大人で溢れる会場なんて、何も見えないわ。変にうろうろしていたら、ただの障害物にしかならない。息切れもしそうだったし。
朝からろくに食べられなかったから、せめて何か軽食は欲しいなー、どうやって取りに行こう。そんなことを考えていたら。
突然、数人の女児がテラスにやって来て、囲まれた。みんな、私と同じくらいの年齢。
んんん?
お友達になりましょう───て感じではないような。
「はじめまして、アリッサさま」
「はじめまして……」
「大変失礼ながら、今日はアリッサさまに いいたいことがございまして」
「はあ」
名乗りもせずに、いきなり何だろう?
神妙に立ち尽くしていたら、女の子達は一気に喋り始めた。
「アリッサさまは、アルフレッド王子と婚約されるのではないのですか?」
「王妃さまとコーデリアさまとの間でそうお約束されていると ききます」
「なのに、エリオットさまに言いよるって、まだ婚約が公にされてないからってハレンチではありませんか」
「アルフレッド王子がおかわいそうです!」
「エリオットさまは しずかな方だから、迷惑だとおもっていても口になさらないだけだわ!」
へ?な、何の話??
全然予想していなかった話の展開に理解が追い付かず、目を白黒させる。
「ちょ、ちょっと待ってください。

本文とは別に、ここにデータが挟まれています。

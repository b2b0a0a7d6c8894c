//! Text Buffer
//!
//! Cursor-addressable edit buffers for form fields. The cursor is a char
//! index so editing and cell-based rendering agree on multi-byte input.

use crossterm::event::{KeyCode, KeyModifiers};
use zeroize::Zeroizing;

/// Editing operations shared by plain and secret buffers.
pub trait TextEdit {
    fn content(&self) -> &str;
    fn cursor(&self) -> usize;
    fn insert_char(&mut self, c: char);
    fn delete_char(&mut self);
    fn delete_char_forward(&mut self);
    fn delete_word(&mut self);
    fn clear_to_start(&mut self);
    fn clear(&mut self);
    fn cursor_left(&mut self);
    fn cursor_right(&mut self);
    fn cursor_home(&mut self);
    fn cursor_end(&mut self);

    fn is_empty(&self) -> bool {
        self.content().is_empty()
    }

    /// Content length in chars.
    fn char_len(&self) -> usize {
        self.content().chars().count()
    }
}

/// Map common editing keys onto a buffer. Returns true if the key was
/// consumed.
pub fn handle_text_key(buf: &mut dyn TextEdit, code: KeyCode, mods: KeyModifiers) -> bool {
    match (code, mods) {
        (KeyCode::Backspace, KeyModifiers::CONTROL | KeyModifiers::ALT) => buf.delete_word(),
        (KeyCode::Backspace, _) => buf.delete_char(),
        (KeyCode::Delete, _) => buf.delete_char_forward(),
        (KeyCode::Char('a'), KeyModifiers::CONTROL) => buf.cursor_home(),
        (KeyCode::Char('e'), KeyModifiers::CONTROL) => buf.cursor_end(),
        (KeyCode::Char('u'), KeyModifiers::CONTROL) => buf.clear_to_start(),
        (KeyCode::Char('w'), KeyModifiers::CONTROL) => buf.delete_word(),
        (KeyCode::Left, _) => buf.cursor_left(),
        (KeyCode::Right, _) => buf.cursor_right(),
        (KeyCode::Home, _) => buf.cursor_home(),
        (KeyCode::End, _) => buf.cursor_end(),
        (KeyCode::Char(c), KeyModifiers::NONE | KeyModifiers::SHIFT) => buf.insert_char(c),
        _ => return false,
    }
    true
}

fn byte_offset(s: &str, char_idx: usize) -> usize {
    s.char_indices()
        .nth(char_idx)
        .map(|(i, _)| i)
        .unwrap_or(s.len())
}

/// Char index of the start of the word before `from`: trailing whitespace
/// is skipped, then the run of non-whitespace before it.
fn word_start_before(s: &str, from: usize) -> usize {
    let chars: Vec<char> = s.chars().take(from).collect();
    let mut pos = chars.len();
    while pos > 0 && chars[pos - 1].is_whitespace() {
        pos -= 1;
    }
    while pos > 0 && !chars[pos - 1].is_whitespace() {
        pos -= 1;
    }
    pos
}

// Editing ops shared between the two buffer flavours, operating on the
// inner string and char cursor.
fn edit_insert(text: &mut String, cursor: &mut usize, c: char) {
    let at = byte_offset(text, *cursor);
    text.insert(at, c);
    *cursor += 1;
}

fn edit_delete_back(text: &mut String, cursor: &mut usize) {
    if *cursor == 0 {
        return;
    }
    *cursor -= 1;
    let at = byte_offset(text, *cursor);
    text.remove(at);
}

fn edit_delete_forward(text: &mut String, cursor: usize) {
    let at = byte_offset(text, cursor);
    if at < text.len() {
        text.remove(at);
    }
}

fn edit_delete_word(text: &mut String, cursor: &mut usize) {
    if *cursor == 0 {
        return;
    }
    let start = word_start_before(text, *cursor);
    let from = byte_offset(text, start);
    let to = byte_offset(text, *cursor);
    text.drain(from..to);
    *cursor = start;
}

fn edit_clear_to_start(text: &mut String, cursor: &mut usize) {
    let to = byte_offset(text, *cursor);
    text.drain(..to);
    *cursor = 0;
}

macro_rules! impl_text_edit {
    ($ty:ty) => {
        impl TextEdit for $ty {
            fn content(&self) -> &str {
                &self.text
            }

            fn cursor(&self) -> usize {
                self.cursor
            }

            fn insert_char(&mut self, c: char) {
                edit_insert(&mut self.text, &mut self.cursor, c);
            }

            fn delete_char(&mut self) {
                edit_delete_back(&mut self.text, &mut self.cursor);
            }

            fn delete_char_forward(&mut self) {
                edit_delete_forward(&mut self.text, self.cursor);
            }

            fn delete_word(&mut self) {
                edit_delete_word(&mut self.text, &mut self.cursor);
            }

            fn clear_to_start(&mut self) {
                edit_clear_to_start(&mut self.text, &mut self.cursor);
            }

            fn clear(&mut self) {
                self.text.clear();
                self.cursor = 0;
            }

            fn cursor_left(&mut self) {
                self.cursor = self.cursor.saturating_sub(1);
            }

            fn cursor_right(&mut self) {
                if self.cursor < self.char_len() {
                    self.cursor += 1;
                }
            }

            fn cursor_home(&mut self) {
                self.cursor = 0;
            }

            fn cursor_end(&mut self) {
                self.cursor = self.char_len();
            }
        }
    };
}

/// Plain text field (full name, email).
#[derive(Debug, Clone, Default)]
pub struct FieldBuffer {
    text: String,
    cursor: usize,
}

impl FieldBuffer {
    pub fn new() -> Self {
        Self::default()
    }

    #[cfg(test)]
    pub fn with_content(content: impl Into<String>) -> Self {
        let text = content.into();
        let cursor = text.chars().count();
        Self { text, cursor }
    }
}

impl_text_edit!(FieldBuffer);

/// Password field, zeroized on drop.
#[derive(Debug, Clone)]
pub struct SecretBuffer {
    text: Zeroizing<String>,
    cursor: usize,
}

impl Default for SecretBuffer {
    fn default() -> Self {
        Self::new()
    }
}

impl SecretBuffer {
    pub fn new() -> Self {
        Self {
            text: Zeroizing::new(String::new()),
            cursor: 0,
        }
    }
}

impl_text_edit!(SecretBuffer);
//! Frame composition
//!
//! Lays out header, page content, status line, and help bar, then draws any
//! visible modals on top.

use ratatui::{
    layout::Rect,
    style::{Color, Style},
    widgets::Paragraph,
    Frame,
};

use crate::store::{ModalId, Store};

use super::components::{
    layout::page_rows, AuthForm, FormWidget, Header, HelpBar, MessageType, Modal, StatusLine,
    UiContext,
};

/// Copy shown in the terms-of-service modal, opened from the signup form.
const TERMS_TEXT: &str = "These are demo terms. The service stores nothing, \
sends nothing, and promises nothing. Accounts exist only for the lifetime of \
this process. By continuing you accept that the only thing being exercised \
here is the form in front of you.";

/// Copy shown in the informational modal owned by the header.
const INFO_TEXT: &str = "Demo account flow. Use the form to log in or sign up; \
credentials are checked by whatever handler the host application supplied. \
Nothing leaves your terminal.";

#[derive(Debug, Clone, Copy, PartialEq, Eq)]
pub enum View {
    Auth,
    Home,
}

impl View {
    pub fn from_store(store: &Store) -> Self {
        if store.is_home_page && store.is_user_authorised {
            Self::Home
        } else {
            Self::Auth
        }
    }
}

pub struct UiState<'a> {
    pub store: &'a Store,
    pub form: &'a AuthForm,
    pub message: Option<(&'a str, MessageType)>,
}

impl UiState<'_> {
    pub fn context(&self) -> UiContext {
        if self.store.open_modal().is_some() {
            return UiContext::Modal;
        }
        match View::from_store(self.store) {
            View::Home => UiContext::Home,
            View::Auth if self.form.is_login() => UiContext::Login,
            View::Auth => UiContext::Signup,
        }
    }
}

pub struct Renderer;

impl Renderer {
    pub fn render(frame: &mut Frame, state: &UiState) {
        let (header_area, content, status, help) = page_rows(frame.area());
        let context = state.context();

        frame.render_widget(Header::new(state.store), header_area);

        match View::from_store(state.store) {
            View::Auth => frame.render_widget(FormWidget::new(state.form, state.store), content),
            View::Home => render_home(frame, content),
        }

        let mut status_line = StatusLine::new(context);
        if let Some((msg, msg_type)) = state.message {
            status_line = status_line.message(msg, msg_type);
        }
        frame.render_widget(status_line, status);
        frame.render_widget(HelpBar::for_context(context), help);

        render_modals(frame, state.store, content);
    }
}

fn render_home(frame: &mut Frame, content: Rect) {
    if content.height == 0 {
        return;
    }
    let text = Paragraph::new("You are signed in. Press q to quit.")
        .style(Style::default().fg(Color::Gray));
    let row = Rect::new(content.x, content.y + content.height / 2, content.width, 1);
    frame.render_widget(text, row);
}

/// Modals are positioned relative to the content origin.
fn render_modals(frame: &mut Frame, store: &Store, content: Rect) {
    frame.render_widget(
        Modal::new(ModalId::Terms, store.modal(ModalId::Terms), TERMS_TEXT)
            .title(" Terms of Service "),
        content,
    );
    frame.render_widget(
        Modal::new(ModalId::Info, store.modal(ModalId::Info), INFO_TEXT).title(" About "),
        content,
    );
}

アルフレッド殿下とエリオットさまは、あの、お友達で……」
「まあ!話をそらす おつもりですか?!」
「そういうワケでは……」
女の子達の輪がじりじりと狭くなる。
な、なにコレ。
こういうのは、将来、学校でヒロインが遭遇するイベントじゃないの?幼女の悪役令嬢は、関係ないんじゃ……?
どうやって逃げていいか分からず、少しずつ後退る。
すると、そこにアナベル姉さまの鋭い声が響いた。
「わたくしの大事な妹に、多勢に無勢で何をなさっているのかしら?」
「アナベルさま!」
はっと小さなご令嬢達が振り返る。
アナベル姉さまは腰に手を当て、仁王立ちになっていた。目が物騒な光を放っている。
「今日は兄の成人パーティーよ。くだらない騒ぎは止めてくれる?」
「でも、あの…………はい……失礼いたしました…………」
姉さま、すげー。
眼光だけであっという間に引き下がらせちゃった。
これから、姐御って呼ぼう。
たぶん、普通の5才の女の子だったら集団いじめに怯えるところでしょうが、アリッサは中身が子供じゃないのでビビリもしません~。(でも、姉からすれば可愛い妹がいじめられて怯えている図…)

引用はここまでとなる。